● **SUPPLIED RECORDS**:

---------------

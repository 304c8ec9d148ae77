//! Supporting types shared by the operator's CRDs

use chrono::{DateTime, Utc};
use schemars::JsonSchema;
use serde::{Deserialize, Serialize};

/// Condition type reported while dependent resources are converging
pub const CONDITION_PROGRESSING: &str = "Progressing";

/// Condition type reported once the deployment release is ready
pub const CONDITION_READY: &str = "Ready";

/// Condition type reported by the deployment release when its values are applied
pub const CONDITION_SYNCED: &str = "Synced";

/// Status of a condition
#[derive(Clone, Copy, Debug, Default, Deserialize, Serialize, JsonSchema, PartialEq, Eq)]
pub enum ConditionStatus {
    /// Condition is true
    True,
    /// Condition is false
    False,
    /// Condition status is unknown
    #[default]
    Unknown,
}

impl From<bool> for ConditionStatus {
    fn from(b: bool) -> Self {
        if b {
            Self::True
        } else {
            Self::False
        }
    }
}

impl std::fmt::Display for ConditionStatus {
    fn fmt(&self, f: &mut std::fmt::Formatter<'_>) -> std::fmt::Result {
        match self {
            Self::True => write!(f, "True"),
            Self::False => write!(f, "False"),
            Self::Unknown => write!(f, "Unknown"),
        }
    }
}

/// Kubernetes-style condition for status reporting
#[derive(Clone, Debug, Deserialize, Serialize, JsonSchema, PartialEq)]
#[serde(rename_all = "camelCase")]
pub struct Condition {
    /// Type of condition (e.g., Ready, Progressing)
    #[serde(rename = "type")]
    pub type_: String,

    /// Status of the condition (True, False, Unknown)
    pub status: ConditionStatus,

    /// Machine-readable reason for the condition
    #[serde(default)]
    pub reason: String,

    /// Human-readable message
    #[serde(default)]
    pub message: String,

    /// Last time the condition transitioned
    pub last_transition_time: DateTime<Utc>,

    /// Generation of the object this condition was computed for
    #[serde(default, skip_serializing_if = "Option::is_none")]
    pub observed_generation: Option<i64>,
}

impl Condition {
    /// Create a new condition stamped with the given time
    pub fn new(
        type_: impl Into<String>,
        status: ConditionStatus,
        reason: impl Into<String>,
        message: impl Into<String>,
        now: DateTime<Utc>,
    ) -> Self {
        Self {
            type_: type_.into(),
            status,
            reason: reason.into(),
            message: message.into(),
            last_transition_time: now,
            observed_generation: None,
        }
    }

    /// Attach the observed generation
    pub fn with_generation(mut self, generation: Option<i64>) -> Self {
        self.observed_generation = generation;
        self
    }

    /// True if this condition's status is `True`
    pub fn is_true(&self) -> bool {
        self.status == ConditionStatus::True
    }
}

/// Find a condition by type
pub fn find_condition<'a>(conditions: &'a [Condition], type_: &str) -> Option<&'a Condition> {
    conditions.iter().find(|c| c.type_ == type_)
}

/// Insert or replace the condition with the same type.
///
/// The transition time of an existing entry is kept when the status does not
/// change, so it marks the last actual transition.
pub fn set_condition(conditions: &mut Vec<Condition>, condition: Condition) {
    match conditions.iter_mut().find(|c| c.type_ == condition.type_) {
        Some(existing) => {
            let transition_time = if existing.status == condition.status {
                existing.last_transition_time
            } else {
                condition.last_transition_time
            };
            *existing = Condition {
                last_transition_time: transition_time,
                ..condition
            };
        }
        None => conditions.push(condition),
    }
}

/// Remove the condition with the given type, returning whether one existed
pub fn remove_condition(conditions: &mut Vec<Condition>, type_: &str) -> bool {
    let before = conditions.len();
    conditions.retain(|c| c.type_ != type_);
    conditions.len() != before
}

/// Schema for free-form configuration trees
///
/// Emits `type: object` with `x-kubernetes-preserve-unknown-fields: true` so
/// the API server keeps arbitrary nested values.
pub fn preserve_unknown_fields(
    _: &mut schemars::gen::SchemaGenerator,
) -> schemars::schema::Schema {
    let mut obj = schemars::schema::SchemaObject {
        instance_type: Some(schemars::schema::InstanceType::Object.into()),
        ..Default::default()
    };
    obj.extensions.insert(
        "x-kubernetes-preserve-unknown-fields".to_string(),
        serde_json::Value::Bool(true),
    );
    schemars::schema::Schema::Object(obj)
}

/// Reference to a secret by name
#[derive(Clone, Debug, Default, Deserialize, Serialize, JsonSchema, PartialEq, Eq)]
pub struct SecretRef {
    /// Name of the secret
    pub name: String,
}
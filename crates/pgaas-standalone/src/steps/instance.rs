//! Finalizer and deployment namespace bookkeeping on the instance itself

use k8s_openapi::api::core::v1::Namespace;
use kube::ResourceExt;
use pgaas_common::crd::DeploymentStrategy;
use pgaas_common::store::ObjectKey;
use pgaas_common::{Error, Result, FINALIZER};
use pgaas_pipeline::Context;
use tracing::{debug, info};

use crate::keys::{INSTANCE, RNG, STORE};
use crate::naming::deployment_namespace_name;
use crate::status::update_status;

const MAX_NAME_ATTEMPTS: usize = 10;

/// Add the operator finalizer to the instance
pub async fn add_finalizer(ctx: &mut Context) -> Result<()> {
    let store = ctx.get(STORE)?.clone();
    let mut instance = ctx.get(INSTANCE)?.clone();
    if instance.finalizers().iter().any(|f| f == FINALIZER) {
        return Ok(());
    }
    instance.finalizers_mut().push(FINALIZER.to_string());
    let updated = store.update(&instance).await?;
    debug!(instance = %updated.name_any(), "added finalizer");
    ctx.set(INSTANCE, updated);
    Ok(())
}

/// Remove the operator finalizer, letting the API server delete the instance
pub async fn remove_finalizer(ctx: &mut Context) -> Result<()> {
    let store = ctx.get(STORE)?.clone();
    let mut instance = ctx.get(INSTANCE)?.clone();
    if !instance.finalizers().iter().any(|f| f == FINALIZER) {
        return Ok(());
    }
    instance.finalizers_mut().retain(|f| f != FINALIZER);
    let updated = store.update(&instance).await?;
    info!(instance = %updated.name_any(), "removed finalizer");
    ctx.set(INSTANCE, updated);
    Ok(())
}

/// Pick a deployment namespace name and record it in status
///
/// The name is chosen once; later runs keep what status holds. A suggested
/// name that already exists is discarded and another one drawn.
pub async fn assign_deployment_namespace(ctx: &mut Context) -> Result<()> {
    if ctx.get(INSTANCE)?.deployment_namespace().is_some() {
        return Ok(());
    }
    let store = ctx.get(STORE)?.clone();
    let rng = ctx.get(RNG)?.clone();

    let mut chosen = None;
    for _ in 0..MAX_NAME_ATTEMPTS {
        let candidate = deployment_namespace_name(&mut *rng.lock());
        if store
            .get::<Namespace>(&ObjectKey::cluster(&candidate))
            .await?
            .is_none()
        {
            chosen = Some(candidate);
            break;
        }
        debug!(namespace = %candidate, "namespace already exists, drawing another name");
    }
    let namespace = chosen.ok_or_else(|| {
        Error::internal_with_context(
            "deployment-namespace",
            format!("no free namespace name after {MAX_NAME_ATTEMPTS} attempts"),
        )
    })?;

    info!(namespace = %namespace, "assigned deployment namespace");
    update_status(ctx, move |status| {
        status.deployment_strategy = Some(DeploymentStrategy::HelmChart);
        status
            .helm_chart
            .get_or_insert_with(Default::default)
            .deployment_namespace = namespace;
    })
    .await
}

---------------

● **WHAT YOU HAVE TO DO**:
Every piece of the data is to be set down again exactly.

● **EXERCISE SOLUTION**:
repository 304c8ec9d148ae77
//! Supporting types shared by the operator's CRDs

use chrono::{DateTime, Utc};
use schemars::JsonSchema;
use serde::{Deserialize, Serialize};

/// Condition type reported while dependent resources are converging
pub const CONDITION_PROGRESSING: &str = "Progressing";

/// Condition type reported once the deployment release is ready
pub const CONDITION_READY: &str = "Ready";

/// Condition type reported by the deployment release when its values are applied
pub const CONDITION_SYNCED: &str = "Synced";

/// Status of a condition
#[derive(Clone, Copy, Debug, Default, Deserialize, Serialize, JsonSchema, PartialEq, Eq)]
pub enum ConditionStatus {
    /// Condition is true
    True,
    /// Condition is false
    False,
    /// Condition status is unknown
    #[default]
    Unknown,
}

impl From<bool> for ConditionStatus {
    fn from(b: bool) -> Self {
        if b {
            Self::True
        } else {
            Self::False
        }
    }
}

impl std::fmt::Display for ConditionStatus {
    fn fmt(&self, f: &mut std::fmt::Formatter<'_>) -> std::fmt::Result {
        match self {
            Self::True => write!(f, "True"),
            Self::False => write!(f, "False"),
            Self::Unknown => write!(f, "Unknown"),
        }
    }
}

/// Kubernetes-style condition for status reporting
#[derive(Clone, Debug, Deserialize, Serialize, JsonSchema, PartialEq)]
#[serde(rename_all = "camelCase")]
pub struct Condition {
    /// Type of condition (e.g., Ready, Progressing)
    #[serde(rename = "type")]
    pub type_: String,

    /// Status of the condition (True, False, Unknown)
    pub status: ConditionStatus,

    /// Machine-readable reason for the condition
    #[serde(default)]
    pub reason: String,

    /// Human-readable message
    #[serde(default)]
    pub message: String,

    /// Last time the condition transitioned
    pub last_transition_time: DateTime<Utc>,

    /// Generation of the object this condition was computed for
    #[serde(default, skip_serializing_if = "Option::is_none")]
    pub observed_generation: Option<i64>,
}

impl Condition {
    /// Create a new condition stamped with the given time
    pub fn new(
        type_: impl Into<String>,
        status: ConditionStatus,
        reason: impl Into<String>,
        message: impl Into<String>,
        now: DateTime<Utc>,
    ) -> Self {
        Self {
            type_: type_.into(),
            status,
            reason: reason.into(),
            message: message.into(),
            last_transition_time: now,
            observed_generation: None,
        }
    }

    /// Attach the observed generation
    pub fn with_generation(mut self, generation: Option<i64>) -> Self {
        self.observed_generation = generation;
        self
    }

    /// True if this condition's status is `True`
    pub fn is_true(&self) -> bool {
        self.status == ConditionStatus::True
    }
}

/// Find a condition by type
pub fn find_condition<'a>(conditions: &'a [Condition], type_: &str) -> Option<&'a Condition> {
    conditions.iter().find(|c| c.type_ == type_)
}

/// Insert or replace the condition with the same type.
///
/// The transition time of an existing entry is kept when the status does not
/// change, so it marks the last actual transition.
pub fn set_condition(conditions: &mut Vec<Condition>, condition: Condition) {
    match conditions.iter_mut().find(|c| c.type_ == condition.type_) {
        Some(existing) => {
            let transition_time = if existing.status == condition.status {
                existing.last_transition_time
            } else {
                condition.last_transition_time
            };
            *existing = Condition {
                last_transition_time: transition_time,
                ..condition
            };
        }
        None => conditions.push(condition),
    }
}

/// Remove the condition with the given type, returning whether one existed
pub fn remove_condition(conditions: &mut Vec<Condition>, type_: &str) -> bool {
    let before = conditions.len();
    conditions.retain(|c| c.type_ != type_);
    conditions.len() != before
}

/// Schema for free-form configuration trees
///
/// Emits `type: object` with `x-kubernetes-preserve-unknown-fields: true` so
/// the API server keeps arbitrary nested values.
pub fn preserve_unknown_fields(
    _: &mut schemars::gen::SchemaGenerator,
) -> schemars::schema::Schema {
    let mut obj = schemars::schema::SchemaObject {
        instance_type: Some(schemars::schema::InstanceType::Object.into()),
        ..Default::default()
    };
    obj.extensions.insert(
        "x-kubernetes-preserve-unknown-fields".to_string(),
        serde_json::Value::Bool(true),
    );
    schemars::schema::Schema::Object(obj)
}

/// Reference to a secret by name
#[derive(Clone, Debug, Default, Deserialize, Serialize, JsonSchema, PartialEq, Eq)]
pub struct SecretRef {
    /// Name of the secret
    pub name: String,
}
filename crates/pgaas-standalone/src/steps/instance.rs
//! Finalizer and deployment namespace bookkeeping on the instance itself

use k8s_openapi::api::core::v1::Namespace;
use kube::ResourceExt;
use pgaas_common::crd::DeploymentStrategy;
use pgaas_common::store::ObjectKey;
use pgaas_common::{Error, Result, FINALIZER};
use pgaas_pipeline::Context;
use tracing::{debug, info};

use crate::keys::{INSTANCE, RNG, STORE};
use crate::naming::deployment_namespace_name;
use crate::status::update_status;

const MAX_NAME_ATTEMPTS: usize = 10;

/// Add the operator finalizer to the instance
pub async fn add_finalizer(ctx: &mut Context) -> Result<()> {
    let store = ctx.get(STORE)?.clone();
    let mut instance = ctx.get(INSTANCE)?.clone();
    if instance.finalizers().iter().any(|f| f == FINALIZER) {
        return Ok(());
    }
    instance.finalizers_mut().push(FINALIZER.to_string());
    let updated = store.update(&instance).await?;
    debug!(instance = %updated.name_any(), "added finalizer");
    ctx.set(INSTANCE, updated);
    Ok(())
}

/// Remove the operator finalizer, letting the API server delete the instance
pub async fn remove_finalizer(ctx: &mut Context) -> Result<()> {
    let store = ctx.get(STORE)?.clone();
    let mut instance = ctx.get(INSTANCE)?.clone();
    if !instance.finalizers().iter().any(|f| f == FINALIZER) {
        return Ok(());
    }
    instance.finalizers_mut().retain(|f| f != FINALIZER);
    let updated = store.update(&instance).await?;
    info!(instance = %updated.name_any(), "removed finalizer");
    ctx.set(INSTANCE, updated);
    Ok(())
}

/// Pick a deployment namespace name and record it in status
///
/// The name is chosen once; later runs keep what status holds. A suggested
/// name that already exists is discarded and another one drawn.
pub async fn assign_deployment_namespace(ctx: &mut Context) -> Result<()> {
    if ctx.get(INSTANCE)?.deployment_namespace().is_some() {
        return Ok(());
    }
    let store = ctx.get(STORE)?.clone();
    let rng = ctx.get(RNG)?.clone();

    let mut chosen = None;
    for _ in 0..MAX_NAME_ATTEMPTS {
        let candidate = deployment_namespace_name(&mut *rng.lock());
        if store
            .get::<Namespace>(&ObjectKey::cluster(&candidate))
            .await?
            .is_none()
        {
            chosen = Some(candidate);
            break;
        }
        debug!(namespace = %candidate, "namespace already exists, drawing another name");
    }
    let namespace = chosen.ok_or_else(|| {
        Error::internal_with_context(
            "deployment-namespace",
            format!("no free namespace name after {MAX_NAME_ATTEMPTS} attempts"),
        )
    })?;

    info!(namespace = %namespace, "assigned deployment namespace");
    update_status(ctx, move |status| {
        status.deployment_strategy = Some(DeploymentStrategy::HelmChart);
        status
            .helm_chart
            .get_or_insert_with(Default::default)
            .deployment_namespace = namespace;
    })
    .await
}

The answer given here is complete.